> _Your task_: For the material that follows, list every line containing the word "AtomicUsize".

> _Material to process_:
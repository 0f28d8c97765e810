//! Shared fixture: file-backed SQLite database with the full service graph
#![allow(dead_code)]

use async_trait::async_trait;
use enrollment_core::application::{
    ConflictValidator, EnqueueSettings, EnrollmentProcessor, EnrollmentQueue, JobEvents,
    JobStatusTracker, RecoveryService, RetryPolicy, SubmitRequest, Worker,
};
use enrollment_core::domain::{
    CourseId, CourseOffering, CourseStatus, Enrollment, EnrollmentId, EnrollmentJob, JobState,
    StudentId, TimeSlot,
};
use enrollment_core::error::{AppError, Result};
use enrollment_core::port::id_provider::UuidProvider;
use enrollment_core::port::time_provider::SystemTimeProvider;
use enrollment_core::port::{EnrollmentStore, EnrollmentTransaction, JobQueue, TimeProvider};
use enrollment_infra_sqlite::{
    create_pool, run_migrations, SqliteCatalog, SqliteEnrollmentStore, SqliteJobQueue,
};
use std::path::PathBuf;
use std::sync::atomic::{AtomicUsize, Ordering};
use std::sync::Arc;
use std::time::{Duration, Instant};

pub const TERM: &str = "2026-FALL";
pub const MAX_CREDITS: i32 = 18;
pub const MAX_ATTEMPTS: i32 = 3;
/// Short backoff so retried jobs come back quickly
pub const BACKOFF_BASE_MS: i64 = 10;
const DRAIN_TIMEOUT: Duration = Duration::from_secs(20);

pub struct Harness {
    pub catalog: SqliteCatalog,
    pub job_queue: Arc<dyn JobQueue>,
    pub store: Arc<dyn EnrollmentStore>,
    pub queue: Arc<EnrollmentQueue>,
    pub processor: Arc<EnrollmentProcessor>,
    pub status: Arc<JobStatusTracker>,
    pub events: JobEvents,
    pub time: Arc<dyn TimeProvider>,
    db_path: PathBuf,
}

impl Harness {
    pub async fn new() -> Self {
        Self::with_store(|store| store).await
    }

    /// Build the harness with a wrapped enrollment store (fault injection)
    pub async fn with_store(
        wrap: impl FnOnce(Arc<dyn EnrollmentStore>) -> Arc<dyn EnrollmentStore>,
    ) -> Self {
        let db_path =
            std::env::temp_dir().join(format!("enrollment-it-{}.db", uuid::Uuid::new_v4()));
        let pool = create_pool(&db_path.to_string_lossy()).await.unwrap();
        run_migrations(&pool).await.unwrap();

        let time: Arc<dyn TimeProvider> = Arc::new(SystemTimeProvider);
        let catalog = SqliteCatalog::new(pool.clone(), time.clone());
        let job_queue: Arc<dyn JobQueue> = Arc::new(SqliteJobQueue::new(pool.clone()));
        let store = wrap(Arc::new(SqliteEnrollmentStore::new(pool)));
        let events = JobEvents::default();

        let processor = Arc::new(
            EnrollmentProcessor::new(store.clone(), ConflictValidator::new(MAX_CREDITS), time.clone())
                .with_drop_retry(MAX_ATTEMPTS, RetryPolicy::new(BACKOFF_BASE_MS, 2.0)),
        );
        let queue = Arc::new(EnrollmentQueue::new(
            job_queue.clone(),
            Arc::new(UuidProvider),
            time.clone(),
            EnqueueSettings {
                max_attempts: MAX_ATTEMPTS,
                seconds_per_job: 1,
            },
        ));
        let status = Arc::new(JobStatusTracker::new(job_queue.clone(), events.clone()));

        Self {
            catalog,
            job_queue,
            store,
            queue,
            processor,
            status,
            events,
            time,
            db_path,
        }
    }

    pub fn worker(&self, id: &str) -> Worker {
        Worker::new(
            id,
            self.job_queue.clone(),
            self.processor.clone(),
            Arc::new(RetryPolicy::new(BACKOFF_BASE_MS, 2.0)),
            self.time.clone(),
            self.events.clone(),
        )
    }

    pub fn recovery(&self, stall_timeout_ms: i64) -> RecoveryService {
        RecoveryService::new(
            self.job_queue.clone(),
            self.time.clone(),
            self.events.clone(),
            stall_timeout_ms,
        )
    }

    pub async fn add_students(&self, ids: impl IntoIterator<Item = StudentId>) {
        for id in ids {
            self.catalog
                .add_student(id, &format!("student-{}", id))
                .await
                .unwrap();
        }
    }

    /// Add an active course; slots are `(day, start, end)` triples
    pub async fn add_course(
        &self,
        id: CourseId,
        code: &str,
        credits: i32,
        capacity: i32,
        slots: &[(&str, &str, &str)],
    ) {
        let course = CourseOffering {
            id,
            code: code.to_string(),
            title: format!("{} title", code),
            term: TERM.to_string(),
            credits,
            max_capacity: capacity,
            current_enrollment: 0,
            version: 0,
            status: CourseStatus::Active,
            prerequisites: vec![],
            time_slots: slots
                .iter()
                .map(|(day, start, end)| TimeSlot::parse(day, start, end).unwrap())
                .collect(),
        };
        self.catalog.upsert_course(&course).await.unwrap();
    }

    pub async fn course(&self, id: CourseId) -> CourseOffering {
        self.catalog.get_course(id).await.unwrap().unwrap()
    }

    pub async fn submit(&self, student_id: StudentId, course_id: CourseId) -> String {
        self.queue
            .submit(SubmitRequest {
                student_id,
                course_id,
                correlation_id: None,
            })
            .await
            .unwrap()
            .job_id
    }

    pub async fn job(&self, job_id: &str) -> EnrollmentJob {
        self.job_queue.find_by_id(job_id).await.unwrap().unwrap()
    }

    pub async fn enrollment(&self, id: EnrollmentId) -> Enrollment {
        self.store.find_enrollment(id).await.unwrap().unwrap()
    }

    async fn unfinished(&self) -> i64 {
        let mut total = 0;
        for state in [JobState::Waiting, JobState::Active, JobState::Stalled] {
            total += self.job_queue.count_by_state(state).await.unwrap();
        }
        total
    }

    /// Run `workers` workers concurrently until no job is left unfinished
    pub async fn drain(&self, workers: usize) {
        let workers: Vec<Worker> = (0..workers)
            .map(|n| self.worker(&format!("it-worker-{}", n)))
            .collect();
        let deadline = Instant::now() + DRAIN_TIMEOUT;

        futures::future::join_all(workers.iter().map(|worker| async move {
            loop {
                assert!(Instant::now() < deadline, "queue did not drain in time");
                match worker.process_next_job().await {
                    Ok(true) => {}
                    Ok(false) | Err(_) => {
                        if self.unfinished().await == 0 {
                            break;
                        }
                        tokio::time::sleep(Duration::from_millis(5)).await;
                    }
                }
            }
        }))
        .await;
    }
}

impl Drop for Harness {
    fn drop(&mut self) {
        for suffix in ["", "-wal", "-shm"] {
            let mut path = self.db_path.clone().into_os_string();
            path.push(suffix);
            std::fs::remove_file(path).ok();
        }
    }
}

/// Store whose first `failures` calls to `begin` fail with a database error
pub struct FlakyStore {
    inner: Arc<dyn EnrollmentStore>,
    remaining_failures: AtomicUsize,
    pub begins: AtomicUsize,
}

impl FlakyStore {
    pub fn new(inner: Arc<dyn EnrollmentStore>, failures: usize) -> Self {
        Self {
            inner,
            remaining_failures: AtomicUsize::new(failures),
            begins: AtomicUsize::new(0),
        }
    }
}

#[async_trait]
impl EnrollmentStore for FlakyStore {
    async fn begin(&self) -> Result<Box<dyn EnrollmentTransaction>> {
        self.begins.fetch_add(1, Ordering::SeqCst);
        let failing = self
            .remaining_failures
            .fetch_update(Ordering::SeqCst, Ordering::SeqCst, |n| n.checked_sub(1))
            .is_ok();
        if failing {
            return Err(AppError::Database("database is locked".to_string()));
        }
        self.inner.begin().await
    }

    async fn waitlist(&self, course_id: CourseId) -> Result<Vec<Enrollment>> {
        self.inner.waitlist(course_id).await
    }

    async fn find_enrollment(&self, id: EnrollmentId) -> Result<Option<Enrollment>> {
        self.inner.find_enrollment(id).await
    }
}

> _Answer space_:
use std::sync::atomic::{AtomicUsize, Ordering};
    remaining_failures: AtomicUsize,
    pub begins: AtomicUsize,
            remaining_failures: AtomicUsize::new(failures),
            begins: AtomicUsize::new(0),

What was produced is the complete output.